ASSIGNMENT: A verbatim transcript of the lines below, starting at the first and ending with the one that holds "so whatever the", is what should be produced.

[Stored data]
* * * * * * * * *
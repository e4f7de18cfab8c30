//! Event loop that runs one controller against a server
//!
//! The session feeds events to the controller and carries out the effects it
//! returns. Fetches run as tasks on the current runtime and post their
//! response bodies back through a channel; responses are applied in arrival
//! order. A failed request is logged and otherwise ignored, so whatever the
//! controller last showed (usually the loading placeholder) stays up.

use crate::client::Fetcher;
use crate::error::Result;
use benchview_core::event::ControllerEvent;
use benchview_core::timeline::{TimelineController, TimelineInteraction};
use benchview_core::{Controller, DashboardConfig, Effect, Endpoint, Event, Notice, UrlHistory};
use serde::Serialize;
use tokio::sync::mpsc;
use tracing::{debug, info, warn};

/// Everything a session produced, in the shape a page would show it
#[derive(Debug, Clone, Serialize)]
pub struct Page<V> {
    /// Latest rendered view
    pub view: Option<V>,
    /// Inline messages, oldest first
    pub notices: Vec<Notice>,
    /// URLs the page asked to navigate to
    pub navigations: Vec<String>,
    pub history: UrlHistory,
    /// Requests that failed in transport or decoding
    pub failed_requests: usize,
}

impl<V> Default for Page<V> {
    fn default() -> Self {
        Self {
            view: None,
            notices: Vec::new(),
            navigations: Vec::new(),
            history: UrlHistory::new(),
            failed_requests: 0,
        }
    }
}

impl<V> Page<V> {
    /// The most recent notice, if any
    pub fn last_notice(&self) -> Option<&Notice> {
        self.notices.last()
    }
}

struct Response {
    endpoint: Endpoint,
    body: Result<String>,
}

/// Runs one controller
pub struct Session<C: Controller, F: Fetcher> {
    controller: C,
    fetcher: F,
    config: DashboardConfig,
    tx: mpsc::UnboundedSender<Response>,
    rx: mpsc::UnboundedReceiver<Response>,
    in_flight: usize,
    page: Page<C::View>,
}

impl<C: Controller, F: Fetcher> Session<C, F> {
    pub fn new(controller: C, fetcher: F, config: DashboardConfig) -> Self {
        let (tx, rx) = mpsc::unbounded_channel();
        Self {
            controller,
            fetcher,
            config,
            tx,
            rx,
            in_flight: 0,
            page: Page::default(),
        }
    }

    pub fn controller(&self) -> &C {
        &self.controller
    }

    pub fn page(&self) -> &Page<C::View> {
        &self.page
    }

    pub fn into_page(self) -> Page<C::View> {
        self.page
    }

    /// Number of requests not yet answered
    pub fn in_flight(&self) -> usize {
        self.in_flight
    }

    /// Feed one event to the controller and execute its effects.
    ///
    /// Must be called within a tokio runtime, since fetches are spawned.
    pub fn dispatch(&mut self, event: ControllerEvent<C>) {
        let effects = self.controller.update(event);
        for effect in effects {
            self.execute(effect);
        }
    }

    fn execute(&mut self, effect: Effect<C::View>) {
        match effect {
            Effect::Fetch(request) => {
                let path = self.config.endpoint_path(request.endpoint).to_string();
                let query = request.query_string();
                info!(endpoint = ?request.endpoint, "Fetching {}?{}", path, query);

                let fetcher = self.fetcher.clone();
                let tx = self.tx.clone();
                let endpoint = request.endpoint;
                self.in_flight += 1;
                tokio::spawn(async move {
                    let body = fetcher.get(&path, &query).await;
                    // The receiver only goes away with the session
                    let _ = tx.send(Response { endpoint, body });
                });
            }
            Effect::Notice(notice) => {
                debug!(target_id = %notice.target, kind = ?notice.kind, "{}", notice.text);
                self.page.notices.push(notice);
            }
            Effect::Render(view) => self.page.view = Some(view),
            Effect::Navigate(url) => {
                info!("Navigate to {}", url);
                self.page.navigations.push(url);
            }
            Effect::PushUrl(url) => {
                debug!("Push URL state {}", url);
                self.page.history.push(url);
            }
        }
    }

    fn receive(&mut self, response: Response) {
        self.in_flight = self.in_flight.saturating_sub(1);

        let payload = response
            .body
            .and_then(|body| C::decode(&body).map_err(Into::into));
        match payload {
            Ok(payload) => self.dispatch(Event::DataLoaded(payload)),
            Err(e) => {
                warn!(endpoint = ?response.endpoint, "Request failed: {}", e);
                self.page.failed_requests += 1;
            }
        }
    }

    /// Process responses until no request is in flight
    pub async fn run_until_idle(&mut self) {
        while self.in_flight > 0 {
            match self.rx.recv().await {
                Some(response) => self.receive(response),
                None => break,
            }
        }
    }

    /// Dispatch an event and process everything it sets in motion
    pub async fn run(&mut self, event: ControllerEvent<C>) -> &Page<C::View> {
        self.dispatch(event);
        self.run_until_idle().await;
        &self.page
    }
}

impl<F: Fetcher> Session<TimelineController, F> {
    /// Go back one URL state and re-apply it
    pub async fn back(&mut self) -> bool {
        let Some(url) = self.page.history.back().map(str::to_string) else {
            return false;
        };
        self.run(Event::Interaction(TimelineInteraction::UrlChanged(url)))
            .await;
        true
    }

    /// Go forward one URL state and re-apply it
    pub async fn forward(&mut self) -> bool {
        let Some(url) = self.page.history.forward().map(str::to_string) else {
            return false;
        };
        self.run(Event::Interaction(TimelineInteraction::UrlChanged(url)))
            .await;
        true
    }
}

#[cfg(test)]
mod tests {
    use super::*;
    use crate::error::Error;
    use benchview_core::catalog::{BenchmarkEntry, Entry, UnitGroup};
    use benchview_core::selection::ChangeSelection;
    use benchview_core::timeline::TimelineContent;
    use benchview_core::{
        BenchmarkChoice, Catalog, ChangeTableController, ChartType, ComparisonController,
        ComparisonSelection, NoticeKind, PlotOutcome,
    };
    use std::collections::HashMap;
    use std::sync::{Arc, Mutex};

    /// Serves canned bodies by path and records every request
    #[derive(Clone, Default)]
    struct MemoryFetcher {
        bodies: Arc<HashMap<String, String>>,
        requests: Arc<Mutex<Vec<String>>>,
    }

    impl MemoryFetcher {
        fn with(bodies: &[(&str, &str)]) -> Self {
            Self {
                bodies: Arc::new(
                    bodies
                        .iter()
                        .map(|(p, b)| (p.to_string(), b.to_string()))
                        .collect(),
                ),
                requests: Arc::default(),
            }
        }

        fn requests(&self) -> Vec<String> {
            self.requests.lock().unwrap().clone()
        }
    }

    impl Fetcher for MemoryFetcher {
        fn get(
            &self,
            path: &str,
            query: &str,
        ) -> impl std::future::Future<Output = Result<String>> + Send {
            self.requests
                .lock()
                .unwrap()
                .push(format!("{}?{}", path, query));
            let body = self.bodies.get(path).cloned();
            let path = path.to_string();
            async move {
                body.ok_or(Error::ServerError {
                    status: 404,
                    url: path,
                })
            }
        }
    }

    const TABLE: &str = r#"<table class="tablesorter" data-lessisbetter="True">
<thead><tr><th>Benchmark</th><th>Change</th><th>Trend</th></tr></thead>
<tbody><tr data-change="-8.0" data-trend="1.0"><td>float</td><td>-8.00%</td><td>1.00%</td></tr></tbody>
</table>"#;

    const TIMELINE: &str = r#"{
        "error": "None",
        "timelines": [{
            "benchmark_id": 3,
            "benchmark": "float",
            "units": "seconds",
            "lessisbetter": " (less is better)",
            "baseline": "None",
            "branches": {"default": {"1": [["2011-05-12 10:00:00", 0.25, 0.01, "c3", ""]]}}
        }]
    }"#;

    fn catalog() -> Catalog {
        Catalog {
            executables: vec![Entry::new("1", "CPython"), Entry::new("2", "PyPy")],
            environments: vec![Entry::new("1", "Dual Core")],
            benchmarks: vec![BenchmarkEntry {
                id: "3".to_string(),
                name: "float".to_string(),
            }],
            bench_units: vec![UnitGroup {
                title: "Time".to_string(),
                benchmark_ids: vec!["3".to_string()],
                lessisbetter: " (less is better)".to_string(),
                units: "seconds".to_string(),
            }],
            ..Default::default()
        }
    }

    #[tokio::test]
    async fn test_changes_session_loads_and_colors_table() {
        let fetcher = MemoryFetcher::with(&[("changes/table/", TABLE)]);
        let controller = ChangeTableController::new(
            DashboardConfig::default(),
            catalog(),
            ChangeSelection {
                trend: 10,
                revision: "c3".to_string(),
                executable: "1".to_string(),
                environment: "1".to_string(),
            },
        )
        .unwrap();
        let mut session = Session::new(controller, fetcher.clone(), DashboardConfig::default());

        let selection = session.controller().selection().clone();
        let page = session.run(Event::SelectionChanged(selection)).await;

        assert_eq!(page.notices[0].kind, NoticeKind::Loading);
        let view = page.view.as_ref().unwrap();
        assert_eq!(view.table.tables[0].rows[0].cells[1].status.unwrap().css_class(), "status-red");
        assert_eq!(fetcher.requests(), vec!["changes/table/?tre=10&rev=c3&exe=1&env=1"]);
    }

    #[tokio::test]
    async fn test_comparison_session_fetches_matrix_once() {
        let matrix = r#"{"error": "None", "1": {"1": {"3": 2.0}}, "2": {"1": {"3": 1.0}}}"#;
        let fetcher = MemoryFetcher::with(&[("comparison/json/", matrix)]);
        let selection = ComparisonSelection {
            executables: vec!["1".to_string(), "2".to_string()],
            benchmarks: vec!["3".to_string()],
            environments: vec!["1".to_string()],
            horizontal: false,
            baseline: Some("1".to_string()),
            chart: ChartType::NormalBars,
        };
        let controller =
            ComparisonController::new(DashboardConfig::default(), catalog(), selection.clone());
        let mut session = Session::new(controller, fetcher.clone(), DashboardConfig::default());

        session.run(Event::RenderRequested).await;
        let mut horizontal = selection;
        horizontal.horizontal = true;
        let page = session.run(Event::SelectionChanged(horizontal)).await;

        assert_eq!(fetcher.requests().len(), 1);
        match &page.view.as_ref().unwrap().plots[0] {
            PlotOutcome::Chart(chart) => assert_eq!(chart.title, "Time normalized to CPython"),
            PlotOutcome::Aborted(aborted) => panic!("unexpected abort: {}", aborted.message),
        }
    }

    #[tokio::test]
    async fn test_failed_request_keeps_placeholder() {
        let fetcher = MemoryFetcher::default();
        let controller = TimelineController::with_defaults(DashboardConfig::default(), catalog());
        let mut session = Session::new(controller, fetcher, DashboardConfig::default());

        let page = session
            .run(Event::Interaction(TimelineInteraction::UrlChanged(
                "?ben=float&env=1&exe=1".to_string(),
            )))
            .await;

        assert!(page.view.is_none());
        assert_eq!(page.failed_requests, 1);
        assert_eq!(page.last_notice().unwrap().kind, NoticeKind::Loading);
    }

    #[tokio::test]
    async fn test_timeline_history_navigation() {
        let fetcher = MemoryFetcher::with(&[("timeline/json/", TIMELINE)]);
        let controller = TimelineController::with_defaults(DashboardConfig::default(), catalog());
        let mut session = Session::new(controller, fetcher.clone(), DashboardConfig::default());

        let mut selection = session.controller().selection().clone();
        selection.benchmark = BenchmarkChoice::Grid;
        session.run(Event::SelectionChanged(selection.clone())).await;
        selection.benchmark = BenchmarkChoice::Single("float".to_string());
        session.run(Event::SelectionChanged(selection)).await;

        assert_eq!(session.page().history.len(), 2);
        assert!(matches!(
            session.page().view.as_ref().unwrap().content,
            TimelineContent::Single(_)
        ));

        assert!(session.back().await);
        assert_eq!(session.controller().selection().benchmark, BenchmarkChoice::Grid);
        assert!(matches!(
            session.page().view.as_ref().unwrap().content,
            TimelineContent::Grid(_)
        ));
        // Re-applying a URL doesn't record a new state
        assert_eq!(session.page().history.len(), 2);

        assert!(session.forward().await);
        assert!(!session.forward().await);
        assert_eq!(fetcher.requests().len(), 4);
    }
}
* * * * * * * * *
ANSWER TO THIS PROBLEM:
repository e4f7de18cfab8c30
//! Event loop that runs one controller against a server
//!
//! The session feeds events to the controller and carries out the effects it
//! returns. Fetches run as tasks on the current runtime and post their
//! response bodies back through a channel; responses are applied in arrival
//! order. A failed request is logged and otherwise ignored, so whatever the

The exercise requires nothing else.